### THE PROBLEM
Only one stretch of the data is wanted: the line containing "mut handler: impl", the line containing "let dpr = w.device_pixel_ratio();", and every line between them, copied exactly.

----

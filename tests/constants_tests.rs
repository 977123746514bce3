// Host-side tests for the web front-end constants.
// The main crate is wasm-only, so we include the pure-Rust modules directly.

#![allow(dead_code)]
mod constants {
    include!("../src/constants.rs");
}

use constants::*;

#[test]
fn dom_ids_are_distinct() {
    let ids = [CANVAS_ID, INSPECTOR_ID, ENTER_VR_ID, XR_GL_CANVAS_ID];
    for (i, a) in ids.iter().enumerate() {
        assert!(!a.is_empty());
        for b in &ids[i + 1..] {
            assert_ne!(a, b);
        }
    }
}

#[test]
#[allow(clippy::assertions_on_constants)]
fn inspector_refreshes_four_times_a_second() {
    assert_eq!(INSPECTOR_REFRESH_MS, 250);
}

#[test]
fn overlay_styles_are_fixed_position() {
    assert!(INSPECTOR_STYLE.contains("position:fixed"));
    assert!(ENTER_VR_STYLE.contains("position:fixed"));
    // text is written line by line
    assert!(INSPECTOR_STYLE.contains("white-space:pre"));
}

#[test]
#[allow(clippy::assertions_on_constants)]
fn wheel_scales_are_ordered() {
    assert!(WHEEL_LINE_HEIGHT_PX > 1.0);
    assert!(WHEEL_PAGE_HEIGHT_PX > WHEEL_LINE_HEIGHT_PX);
    assert_ne!(ENTER_VR_LABEL, EXIT_VR_LABEL);
}
use wasm_bindgen::closure::Closure;
use wasm_bindgen::JsCast;
use web_sys as web;

#[inline]
pub fn window_document() -> Option<web::Document> {
    web::window().and_then(|w| w.document())
}

#[inline]
pub fn add_click_listener(
    document: &web::Document,
    element_id: &str,
    mut handler: impl FnMut() + 'static,
) {
    if let Some(el) = document.get_element_by_id(element_id) {
        let closure = Closure::wrap(Box::new(move || handler()) as Box<dyn FnMut()>);
        _ = el.add_event_listener_with_callback("click", closure.as_ref().unchecked_ref());
        closure.forget();
    }
}

/// Find an element by id, or create it with `tag` and append it to `<body>`.
pub fn ensure_element(
    document: &web::Document,
    id: &str,
    tag: &str,
    style: &str,
) -> anyhow::Result<web::Element> {
    if let Some(el) = document.get_element_by_id(id) {
        return Ok(el);
    }
    let el = document
        .create_element(tag)
        .map_err(|e| anyhow::anyhow!("create_element({}) failed: {:?}", tag, e))?;
    el.set_id(id);
    if !style.is_empty() {
        _ = el.set_attribute("style", style);
    }
    let body = document
        .body()
        .ok_or_else(|| anyhow::anyhow!("document has no <body>"))?;
    body.append_child(&el)
        .map_err(|e| anyhow::anyhow!("append_child failed: {:?}", e))?;
    Ok(el)
}

/// The page canvas, created full-window when the page does not provide one.
pub fn ensure_canvas(document: &web::Document, id: &str) -> anyhow::Result<web::HtmlCanvasElement> {
    let el = ensure_element(
        document,
        id,
        "canvas",
        "position:fixed;inset:0;width:100%;height:100%;display:block;touch-action:none",
    )?;
    el.dyn_into::<web::HtmlCanvasElement>()
        .map_err(|e| anyhow::anyhow!("#{} is not a canvas: {:?}", id, e))
}

pub fn sync_canvas_backing_size(canvas: &web::HtmlCanvasElement) {
    if let Some(w) = web::window() {
        let dpr = w.device_pixel_ratio();
        let rect = canvas.get_bounding_client_rect();
        let w_px = (rect.width() * dpr) as u32;
        let h_px = (rect.height() * dpr) as u32;
        canvas.set_width(w_px.max(1));
        canvas.set_height(h_px.max(1));
    }
}

/// Keep the canvas backing store at CSS size times devicePixelRatio.
pub fn wire_canvas_resize(canvas: &web::HtmlCanvasElement) {
    sync_canvas_backing_size(canvas);
    let canvas_resize = canvas.clone();
    let resize_closure = Closure::wrap(Box::new(move || {
        sync_canvas_backing_size(&canvas_resize);
    }) as Box<dyn FnMut()>);
    if let Some(window) = web::window() {
        _ = window
            .add_event_listener_with_callback("resize", resize_closure.as_ref().unchecked_ref());
    }
    resize_closure.forget();
}

/// The page's query string (`?a=b`), empty when unavailable.
pub fn location_search() -> String {
    web::window()
        .and_then(|w| w.location().search().ok())
        .unwrap_or_default()
}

----

### TASK ANSWER
    mut handler: impl FnMut() + 'static,
) {
    if let Some(el) = document.get_element_by_id(element_id) {
        let closure = Closure::wrap(Box::new(move || handler()) as Box<dyn FnMut()>);
        _ = el.add_event_listener_with_callback("click", closure.as_ref().unchecked_ref());
        closure.forget();
    }
}

/// Find an element by id, or create it with `tag` and append it to `<body>`.
pub fn ensure_element(
    document: &web::Document,
    id: &str,
    tag: &str,
    style: &str,
) -> anyhow::Result<web::Element> {
    if let Some(el) = document.get_element_by_id(id) {
        return Ok(el);
    }
    let el = document
        .create_element(tag)
        .map_err(|e| anyhow::anyhow!("create_element({}) failed: {:?}", tag, e))?;
    el.set_id(id);
    if !style.is_empty() {
        _ = el.set_attribute("style", style);
    }
    let body = document
        .body()
        .ok_or_else(|| anyhow::anyhow!("document has no <body>"))?;
    body.append_child(&el)
        .map_err(|e| anyhow::anyhow!("append_child failed: {:?}", e))?;
    Ok(el)
}

/// The page canvas, created full-window when the page does not provide one.
pub fn ensure_canvas(document: &web::Document, id: &str) -> anyhow::Result<web::HtmlCanvasElement> {
    let el = ensure_element(
        document,
        id,
        "canvas",
        "position:fixed;inset:0;width:100%;height:100%;display:block;touch-action:none",
    )?;
    el.dyn_into::<web::HtmlCanvasElement>()
        .map_err(|e| anyhow::anyhow!("#{} is not a canvas: {:?}", id, e))
}

pub fn sync_canvas_backing_size(canvas: &web::HtmlCanvasElement) {
    if let Some(w) = web::window() {
        let dpr = w.device_pixel_ratio();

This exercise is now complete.